* ABOUT THIS EXERCISE *
Lines with the word "only" are the ones wanted. Copy each of them from the entries below.
Start of RECORDS PROVIDED
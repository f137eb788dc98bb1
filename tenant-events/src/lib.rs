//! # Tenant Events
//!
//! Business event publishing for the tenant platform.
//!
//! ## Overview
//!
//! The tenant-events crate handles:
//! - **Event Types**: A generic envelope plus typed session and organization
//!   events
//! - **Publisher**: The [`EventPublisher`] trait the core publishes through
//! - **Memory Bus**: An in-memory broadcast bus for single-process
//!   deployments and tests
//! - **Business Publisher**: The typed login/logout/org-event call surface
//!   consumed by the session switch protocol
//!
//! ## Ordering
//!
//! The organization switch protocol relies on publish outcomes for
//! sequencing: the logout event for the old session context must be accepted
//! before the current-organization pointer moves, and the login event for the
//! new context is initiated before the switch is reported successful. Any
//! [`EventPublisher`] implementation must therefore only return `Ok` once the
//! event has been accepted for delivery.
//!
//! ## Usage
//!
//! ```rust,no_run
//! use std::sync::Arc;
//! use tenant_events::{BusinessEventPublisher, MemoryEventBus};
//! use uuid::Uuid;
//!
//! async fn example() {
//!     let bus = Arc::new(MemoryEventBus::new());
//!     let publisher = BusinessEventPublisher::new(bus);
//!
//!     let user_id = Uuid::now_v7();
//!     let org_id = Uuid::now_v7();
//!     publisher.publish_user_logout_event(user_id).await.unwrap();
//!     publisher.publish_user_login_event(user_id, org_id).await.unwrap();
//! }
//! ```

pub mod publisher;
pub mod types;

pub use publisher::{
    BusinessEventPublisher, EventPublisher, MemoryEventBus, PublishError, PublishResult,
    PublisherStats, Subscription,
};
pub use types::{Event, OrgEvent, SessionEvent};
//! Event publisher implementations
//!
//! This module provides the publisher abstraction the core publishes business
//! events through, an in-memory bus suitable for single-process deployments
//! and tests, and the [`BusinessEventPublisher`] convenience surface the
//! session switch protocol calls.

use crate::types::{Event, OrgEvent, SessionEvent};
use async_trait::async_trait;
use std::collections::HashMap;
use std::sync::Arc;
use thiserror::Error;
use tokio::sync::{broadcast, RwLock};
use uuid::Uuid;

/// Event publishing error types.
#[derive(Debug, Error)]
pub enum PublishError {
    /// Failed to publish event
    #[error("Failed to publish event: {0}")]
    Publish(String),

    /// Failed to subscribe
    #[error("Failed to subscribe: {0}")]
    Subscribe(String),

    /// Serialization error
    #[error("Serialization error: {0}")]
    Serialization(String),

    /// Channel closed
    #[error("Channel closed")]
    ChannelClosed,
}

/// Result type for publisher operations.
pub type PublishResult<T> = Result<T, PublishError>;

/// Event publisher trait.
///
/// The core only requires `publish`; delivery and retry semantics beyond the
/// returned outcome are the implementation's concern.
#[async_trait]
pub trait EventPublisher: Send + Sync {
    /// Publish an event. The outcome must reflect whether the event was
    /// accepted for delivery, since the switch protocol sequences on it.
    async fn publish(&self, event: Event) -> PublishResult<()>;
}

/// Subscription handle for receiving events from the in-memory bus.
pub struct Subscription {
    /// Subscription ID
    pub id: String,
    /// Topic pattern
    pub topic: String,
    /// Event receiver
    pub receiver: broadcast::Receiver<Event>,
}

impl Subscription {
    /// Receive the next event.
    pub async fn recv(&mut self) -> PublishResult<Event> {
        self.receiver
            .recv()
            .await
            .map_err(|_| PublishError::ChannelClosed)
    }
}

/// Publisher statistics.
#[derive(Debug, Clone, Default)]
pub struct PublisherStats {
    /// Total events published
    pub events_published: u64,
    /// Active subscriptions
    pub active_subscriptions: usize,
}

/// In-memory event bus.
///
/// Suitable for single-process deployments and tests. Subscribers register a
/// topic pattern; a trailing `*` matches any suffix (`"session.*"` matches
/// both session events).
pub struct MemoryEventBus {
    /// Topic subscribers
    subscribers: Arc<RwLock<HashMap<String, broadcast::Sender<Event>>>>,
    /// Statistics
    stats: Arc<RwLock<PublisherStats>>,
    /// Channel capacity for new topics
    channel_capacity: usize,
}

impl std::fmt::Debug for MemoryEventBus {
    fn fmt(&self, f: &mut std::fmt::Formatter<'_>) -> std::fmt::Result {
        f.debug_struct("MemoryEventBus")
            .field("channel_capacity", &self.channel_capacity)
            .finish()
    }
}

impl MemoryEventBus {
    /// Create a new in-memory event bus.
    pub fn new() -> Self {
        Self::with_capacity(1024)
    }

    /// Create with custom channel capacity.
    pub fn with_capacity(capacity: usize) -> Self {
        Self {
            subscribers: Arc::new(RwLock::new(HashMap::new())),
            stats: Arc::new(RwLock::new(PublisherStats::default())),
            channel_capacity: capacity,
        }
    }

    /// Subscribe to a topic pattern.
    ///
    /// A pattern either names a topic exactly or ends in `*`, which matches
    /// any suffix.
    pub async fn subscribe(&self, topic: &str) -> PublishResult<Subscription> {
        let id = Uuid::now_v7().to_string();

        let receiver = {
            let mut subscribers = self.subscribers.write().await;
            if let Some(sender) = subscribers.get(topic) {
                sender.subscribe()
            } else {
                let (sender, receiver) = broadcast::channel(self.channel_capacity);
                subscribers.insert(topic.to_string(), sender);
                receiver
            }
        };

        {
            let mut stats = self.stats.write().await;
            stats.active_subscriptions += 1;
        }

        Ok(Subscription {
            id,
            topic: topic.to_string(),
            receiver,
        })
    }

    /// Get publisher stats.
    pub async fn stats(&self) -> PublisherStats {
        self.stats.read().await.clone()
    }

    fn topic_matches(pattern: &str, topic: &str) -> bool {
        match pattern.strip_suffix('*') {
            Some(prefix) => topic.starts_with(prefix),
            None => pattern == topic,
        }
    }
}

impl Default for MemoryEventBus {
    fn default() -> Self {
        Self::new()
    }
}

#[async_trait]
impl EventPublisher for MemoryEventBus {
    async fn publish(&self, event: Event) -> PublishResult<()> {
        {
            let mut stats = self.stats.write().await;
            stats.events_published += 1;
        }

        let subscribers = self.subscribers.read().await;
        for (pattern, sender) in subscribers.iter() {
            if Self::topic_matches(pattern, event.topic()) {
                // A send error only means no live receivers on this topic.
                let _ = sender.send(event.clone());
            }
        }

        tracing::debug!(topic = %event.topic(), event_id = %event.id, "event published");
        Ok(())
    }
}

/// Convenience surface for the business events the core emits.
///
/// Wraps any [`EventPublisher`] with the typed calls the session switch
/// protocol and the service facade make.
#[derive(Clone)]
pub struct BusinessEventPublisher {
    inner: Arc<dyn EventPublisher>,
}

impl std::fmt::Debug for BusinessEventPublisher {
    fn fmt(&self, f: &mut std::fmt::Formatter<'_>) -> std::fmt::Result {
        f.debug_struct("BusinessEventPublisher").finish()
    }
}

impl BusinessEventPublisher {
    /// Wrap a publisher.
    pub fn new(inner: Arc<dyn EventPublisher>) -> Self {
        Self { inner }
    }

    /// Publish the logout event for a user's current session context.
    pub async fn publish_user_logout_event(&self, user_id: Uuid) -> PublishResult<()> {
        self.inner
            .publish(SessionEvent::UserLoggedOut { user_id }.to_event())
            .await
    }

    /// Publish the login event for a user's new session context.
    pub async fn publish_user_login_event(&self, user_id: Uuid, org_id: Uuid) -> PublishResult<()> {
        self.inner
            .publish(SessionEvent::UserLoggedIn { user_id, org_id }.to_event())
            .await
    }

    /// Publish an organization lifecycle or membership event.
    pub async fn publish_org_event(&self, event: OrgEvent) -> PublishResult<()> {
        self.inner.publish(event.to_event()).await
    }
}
End of RECORDS PROVIDED
* REPLY TO THE TASK *
//! [`EventPublisher`] implementation must therefore only return `Ok` once the
/// The core only requires `publish`; delivery and retry semantics beyond the
                // A send error only means no live receivers on this topic.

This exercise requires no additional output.